Schumer's suggestion that the United States “impose secondary sanctions on other nations” would likely be challenged by Washington's friends and allies. It could rapidly lead to alternative financial arrangements disadvantageous to America over the long term. A U.S. policy of extending unilateral sanctions to other nations that had agreed to lift them on Iran would also risk damaging the power and influence of the U.S. Treasury.

Tehran would be the winner of this U.S. rejection because it would achieve its major objective: the lifting of most sanctions without being required to accept constraints on its nuclear program. Iran could also claim to be a victim of American perfidy and try to convince other nations to break with U.S. leadership and with the entire international sanctions regime.

Meanwhile, Israel would be the loser, as Iran would resume its nuclear program without inspections and would garner support from other nations around the world. Ninety countries, including Saudi Arabia and other Gulf states, have already supported the deal. Though Israel opposes it, many key Israelis do not, including retired senior generals and a former Mossad leader.

The history of Iran's efforts to build a nuclear program without constraints is instructive. From 2005 to 2013, Iran rocketed from about 200 installed centrifuges to 20,000, while Washington sought to stop them through sanctions. Unrestrained by the joint nuclear agreement, Iran could quickly resume its aggressive nuclear program: move from 20,000 to 200,000 installed centrifuges, resume enriching uranium to 20 percent in its deeply buried facility, finish its plutonium reactor and develop reprocessing.

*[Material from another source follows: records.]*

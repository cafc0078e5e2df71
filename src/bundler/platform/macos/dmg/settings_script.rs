//! dmgbuild settings script generation.
//!
//! Renders the resolved options into the Python settings file `dmgbuild`
//! reads, using Handlebars with HTML escaping disabled.

use super::{options::ResolvedDmgOptions, template::DMGBUILD_SETTINGS_TEMPLATE};
use crate::bundler::{
    error::{Error, ErrorExt, Result},
    settings::DmgContentType,
};
use handlebars::Handlebars;
use std::path::{Path, PathBuf};

/// Window width used when `dmg.window.width` is unset.
pub const DEFAULT_WINDOW_WIDTH: u32 = 540;

/// Window height used when `dmg.window.height` is unset.
pub const DEFAULT_WINDOW_HEIGHT: u32 = 380;

/// File name of the rendered script.
pub const SETTINGS_FILE_NAME: &str = "settings.py";

#[derive(serde::Serialize)]
struct NamedSource {
    source: String,
    name: String,
}

#[derive(serde::Serialize)]
struct Symlink {
    name: String,
    target: String,
}

#[derive(serde::Serialize)]
struct IconLocation {
    name: String,
    x: i32,
    y: i32,
}

#[derive(serde::Serialize)]
struct ScriptData {
    volume_name: String,
    format: &'static str,
    files: Vec<NamedSource>,
    symlinks: Vec<Symlink>,
    icon_locations: Vec<IconLocation>,
    icon: Option<String>,
    background: Option<String>,
    window_x: i32,
    window_y: i32,
    window_width: u32,
    window_height: u32,
    icon_size: u32,
    text_size: u32,
}

/// Escapes a value for a double-quoted Python string literal.
///
/// # Examples
/// ```
/// # fn escape_python_string(s: &str) -> String {
/// #     s.replace('\\', r"\\").replace('"', r#"\""#).replace('\n', r"\n").replace('\r', r"\r")
/// # }
/// assert_eq!(escape_python_string("My\"App"), "My\\\"App");
/// assert_eq!(escape_python_string("Path\\File"), "Path\\\\File");
/// ```
fn escape_python_string(s: &str) -> String {
    s.replace('\\', r"\\")
        .replace('"', r#"\""#)
        .replace('\n', r"\n")
        .replace('\r', r"\r")
}

fn escape_path(path: &Path) -> String {
    escape_python_string(&path.to_string_lossy())
}

/// Name an entry is shown under: its explicit name, else the file name of its path.
fn entry_name(name: Option<&str>, path: &Path) -> Result<String> {
    if let Some(name) = name {
        return Ok(name.to_string());
    }
    path.file_name()
        .map(|n| n.to_string_lossy().into_owned())
        .ok_or_else(|| {
            Error::GenericError(format!(
                "Cannot derive a DMG entry name from {}",
                path.display()
            ))
        })
}

/// Renders the dmgbuild settings script into `dir`.
///
/// # Arguments
/// - `options` - Resolved DMG options
/// - `volume_name` - Sanitized volume name (recorded as a comment)
/// - `app_path` - Application bundle; its file name labels the app icon
/// - `dir` - Directory to write `settings.py` into
///
/// # Returns
/// Path to the generated `settings.py`
pub async fn render_settings_script(
    options: &ResolvedDmgOptions,
    volume_name: &str,
    app_path: &Path,
    dir: &Path,
) -> Result<PathBuf> {
    let app_name = entry_name(None, app_path)?;

    let mut files = Vec::new();
    let mut symlinks = Vec::new();
    let mut icon_locations = Vec::new();

    for entry in &options.contents {
        let name = match (entry.kind, entry.path.as_deref()) {
            (None, _) => app_name.clone(),
            (Some(kind), Some(path)) => {
                let name = entry_name(entry.name.as_deref(), path)?;
                match kind {
                    DmgContentType::Link => symlinks.push(Symlink {
                        name: escape_python_string(&name),
                        target: escape_path(path),
                    }),
                    DmgContentType::File | DmgContentType::Dir => files.push(NamedSource {
                        source: escape_path(path),
                        name: escape_python_string(&name),
                    }),
                }
                name
            }
            (Some(kind), None) => {
                return Err(Error::InvalidOption {
                    option: "contents",
                    reason: format!("entry of type {kind:?} requires a path"),
                });
            }
        };
        icon_locations.push(IconLocation {
            name: escape_python_string(&name),
            x: entry.x,
            y: entry.y,
        });
    }

    let background = match (&options.background, &options.background_color) {
        (Some(image), _) => Some(escape_path(image)),
        (None, Some(color)) => Some(escape_python_string(color)),
        (None, None) => None,
    };

    let data = ScriptData {
        volume_name: escape_python_string(volume_name),
        format: options.format.code(),
        files,
        symlinks,
        icon_locations,
        icon: options.icon.as_deref().map(escape_path),
        background,
        window_x: options.window.x,
        window_y: options.window.y,
        window_width: options.window.width.unwrap_or(DEFAULT_WINDOW_WIDTH),
        window_height: options.window.height.unwrap_or(DEFAULT_WINDOW_HEIGHT),
        icon_size: options.icon_size,
        text_size: options.icon_text_size,
    };

    let mut handlebars = Handlebars::new();
    handlebars.register_escape_fn(handlebars::no_escape);
    let script = handlebars.render_template(DMGBUILD_SETTINGS_TEMPLATE, &data)?;

    let script_path = dir.join(SETTINGS_FILE_NAME);
    tokio::fs::write(&script_path, script)
        .await
        .fs_context("writing dmgbuild settings", &script_path)?;

    log::debug!("Wrote dmgbuild settings: {}", script_path.display());
    Ok(script_path)
}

Vindicated in his distrust of the United States, Iranian Supreme Leader Ayatollah Ali Khamenei would no longer have any incentive to negotiate. The much flaunted and powerful Iranian “hard-liners” would likely return to dominate national politics and push President Hassan Rouhani's more centrist team aside permanently. A return to the “hard-trodden path of diplomacy,” as Schumer proposes, would have to be conducted without Iran and its six negotiating parties.

The scuttling of the agreement could also put the United States on a path to another war in the Middle East. The uncertainty about the restored, unrestrained Iranian nuclear program would rapidly become an unacceptable mystery. International Atomic Energy Agency inspectors would find the unprecedented inspections program of the Iran nuclear agreement foregone, probably forever.

The hair-on-fire spiral from fears of Iranian intentions would lead again – as in 2012 and 2013 – to demands for military action. As uncertainty mounted, Israel might again find it necessary to attack Iran and expect U.S. support.

Paradoxically, full U.S. military action against Iran would achieve only a three- to five-year delay in an Iranian surge toward a bomb, while the international nuclear deal would allow 15 years to test whether the agreement was on track to prevent Iran from getting a nuclear weapon. An Israel-U.S. military attack would more than likely assure a decision by Iran to move rapidly for a nuclear weapon, a decision it has not yet taken, according the director of U.S. national intelligence.

Within a month, Congress will face a momentous decision to kill this last chance for Washington to reach a verifiable Iranian commitment not to build a nuclear weapon. Congress can either accept or reject it by overriding an expected presidential veto – thereby taking sole and exclusive responsibility for the grave consequences for U.S. national security that would certainly follow.


Former Senator Richard Lugar, Republican of Indiana, served as chairman of the Senate Foreign Relations Committee. He is now chairman of The Lugar Center. Former Senator J. Bennett Johnston, Democrat of Louisiana, served as chairman of the Senate Committee on Energy and Natural Resources. The opinions expressed here are their own.